私の抱く『恐怖』が、自分に向いていることを。
エルドラ姉さんが部屋に一歩入る。
自分の身体が硬直するのが分かった。
怖い。
純粋な恐怖が、全身に駆け巡る。
「こ、来ないで……」
絞り出すようにそう言うと、エルドラ姉さんはピタリと足を止めた。
「メグ、どうしたの……?」
「夢を見たんです」
「夢?」
「潜在夢って言うやつだと思います。他の夢と、明らかに様子が違ったから」
「……どんな夢だったの?」
「たくさんの人がいる大きな街に、突然一人の魔女が現れて街を壊滅させる。そんな夢です」
「それは……とても怖い夢ね……」
「街を破壊していた魔女は、エルドラ姉さんでした」
漂う沈黙。
「夢の中で、一人の女性が赤ん坊を抱えていました。その女性は、赤ん坊のことを『メグ』って呼んだんです。あの女性は、もしかしたら私の本当のお母さんじゃないかって。教えて下さい。私の話に、心当たりがあるかどうか。私の両親と故郷を焼いたのは、本当にエルドラ姉さんなんですか?」
「あなたの見た夢が、本当に潜在夢なら……そうかもしれないわ」
エルドラ姉さんの声のトーンが落ちたのが分かる。
まるで……何かを悟ったかのように。
「あなたが孤児だと聞いた時から、ひょっとしたらと思っていた……。私はかつて、国をいくつも滅ぼした。
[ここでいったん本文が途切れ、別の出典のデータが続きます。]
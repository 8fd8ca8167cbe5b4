
use crate::address::Scope;
use crate::association::Association;
use crate::config::{EndpointConfig, SocketConfig};
use crate::error::{Error, Result};
use crate::shared::{AssociationId, EndpointEvent, EndpointEventInner};
use crate::util::VerificationTagGenerator;

use fxhash::FxHashMap;
use log::{debug, trace, warn};
use slab::Slab;
use std::fmt;
use std::ops::{Index, IndexMut};
use std::sync::Arc;

/// The owner of the associations sharing one local SCTP port space.
///
/// This object performs no I/O. It constructs associations, hands out
/// handles, routes local verification tags to handles, and reclaims slab
/// slots when associations drain. Associations keep a shared reference to
/// the endpoint's configuration for as long as they live.
pub struct Endpoint {
    config: Arc<EndpointConfig>,
    tag_generator: Box<dyn VerificationTagGenerator>,
    /// Identifies associations by the verification tag we minted for them.
    ///
    /// Tags are locally created, so the cheaper hash function is fine.
    association_ids: FxHashMap<AssociationId, AssociationHandle>,
    associations: Slab<Association>,
}

impl fmt::Debug for Endpoint {
    fn fmt(&self, fmt: &mut fmt::Formatter<'_>) -> fmt::Result {
        fmt.debug_struct("Endpoint")
            .field("config", &self.config)
            .field("association_ids", &self.association_ids)
            .field("associations", &self.associations.len())
            .field("tag_generator", &"[ elided ]")
            .finish()
    }
}

impl Endpoint {
    /// Create a new endpoint
    pub fn new(config: Arc<EndpointConfig>) -> Self {
        Self {
            tag_generator: (config.tag_generator_factory.as_ref())(),
            association_ids: FxHashMap::default(),
            associations: Slab::new(),
            config,
        }
    }

    /// Create an association owned by this endpoint.
    ///
    /// The verification tag and initial TSN come from this endpoint's
    /// generator; the tag doubles as the association's routing id and is
    /// guaranteed unique among live associations here.
    pub fn create_association(
        &mut self,
        socket_config: Arc<SocketConfig>,
        scope: Scope,
        local_port: u16,
    ) -> Result<(AssociationHandle, &mut Association)> {
        if self.associations.len() >= self.config.max_associations as usize {
            return Err(Error::ErrTooManyAssociations);
        }

        let my_vtag = self.new_tag();
        let initial_tsn = self.tag_generator.generate_initial_tsn();
        let assoc = Association::new(
            self.config.clone(),
            socket_config,
            scope,
            local_port,
            my_vtag,
            initial_tsn,
        )?;

        let id = self.associations.insert(assoc);
        let ch = AssociationHandle(id);
        self.association_ids.insert(my_vtag, ch);
        debug!("endpoint: created association {} as {:?}", my_vtag, ch);
        Ok((ch, &mut self.associations[id]))
    }

    fn new_tag(&mut self) -> AssociationId {
        loop {
            let tag = self.tag_generator.generate_tag();
            if !self.association_ids.contains_key(&tag) {
                break tag;
            }
        }
    }

    pub fn association(&self, ch: AssociationHandle) -> Option<&Association> {
        self.associations.get(ch.0)
    }

    pub fn association_mut(&mut self, ch: AssociationHandle) -> Option<&mut Association> {
        self.associations.get_mut(ch.0)
    }

    /// Look an association up by its local verification tag.
    pub fn lookup(&self, tag: AssociationId) -> Option<AssociationHandle> {
        self.association_ids.get(&tag).cloned()
    }

    pub fn len(&self) -> usize {
        self.associations.len()
    }

    pub fn is_empty(&self) -> bool {
        self.associations.is_empty()
    }

    /// Process `EndpointEvent`s emitted by owned associations.
    ///
    /// `Drained` reclaims the association's slot; its handle is dead
    /// afterwards.
    pub fn handle_event(&mut self, ch: AssociationHandle, event: EndpointEvent) {
        match event.0 {
            EndpointEventInner::Drained => {
                if !self.associations.contains(ch.0) {
                    warn!("endpoint: drained event for unknown {:?}", ch);
                    return;
                }
                let assoc = self.associations.remove(ch.0);
                self.association_ids.remove(&assoc.my_vtag());
                trace!("endpoint: reclaimed association {}", assoc.my_vtag());
            }
        }
    }

    /// Hand an association over to another endpoint and socket, as when a
    /// listening socket surrenders an established association to the
    /// socket returned by accept.
    ///
    /// The association is unregistered here, its endpoint/socket
    /// references are swapped for the target's, and it is registered
    /// there under a fresh handle. Lookups on this endpoint miss from
    /// then on; callers serialize migration against concurrent lookups.
    pub fn migrate(
        &mut self,
        ch: AssociationHandle,
        target: &mut Endpoint,
        socket_config: Arc<SocketConfig>,
    ) -> Result<AssociationHandle> {
        if !self.associations.contains(ch.0) {
            return Err(Error::ErrAssociationNotFound);
        }
        if target.associations.len() >= target.config.max_associations as usize {
            return Err(Error::ErrTooManyAssociations);
        }

        let mut assoc = self.associations.remove(ch.0);
        self.association_ids.remove(&assoc.my_vtag());

        assoc.rehome(target.config.clone(), socket_config);
        let my_vtag = assoc.my_vtag();
        let id = target.associations.insert(assoc);
        let new_ch = AssociationHandle(id);
        target.association_ids.insert(my_vtag, new_ch);

        debug!(
            "endpoint: migrated association {} to {:?} on new owner",
            my_vtag, new_ch
        );
        Ok(new_ch)
    }

    /// Access the configuration used by this endpoint
    pub fn config(&self) -> &EndpointConfig {
        &self.config
    }
}

/// Internal identifier for an `Association` currently owned by an endpoint
#[derive(Debug, Copy, Clone, Eq, PartialEq, Hash, Ord, PartialOrd)]
pub struct AssociationHandle(pub usize);

impl From<AssociationHandle> for usize {
    fn from(x: AssociationHandle) -> usize {
        x.0
    }
}

impl Index<AssociationHandle> for Slab<Association> {
    type Output = Association;
    fn index(&self, ch: AssociationHandle) -> &Association {
        &self[ch.0]
    }
}

impl IndexMut<AssociationHandle> for Slab<Association> {
    fn index_mut(&mut self, ch: AssociationHandle) -> &mut Association {
        &mut self[ch.0]
    }
}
メグは、その生き残りじゃないかって」
「国を滅ぼすって、どうしてそんなことを? あなたは、理由なしにそんなことをする人じゃないはずです」
「それは……」
少しの間を置いて、エルドラ姉さんははっきりとした声で言った。
「復讐だった」
その言葉を聞いて、私の脳裏に突如として記憶が浮かんだ。
夢の中で、魔女エルドラが言った言葉。
――これは、復讐よ。
彼女は、確かにそう言っていた。
「どうして?」
「家族を殺されたから」
「家族って、お師匠様じゃないんですか?」
「私の……もう一つの家族」
もう一つの家族?
魔女エルドラには家族がいて。
その家族を殺されたから、お師匠様に弟子入りしたのか?
あんな凄惨な光景を生み出すために。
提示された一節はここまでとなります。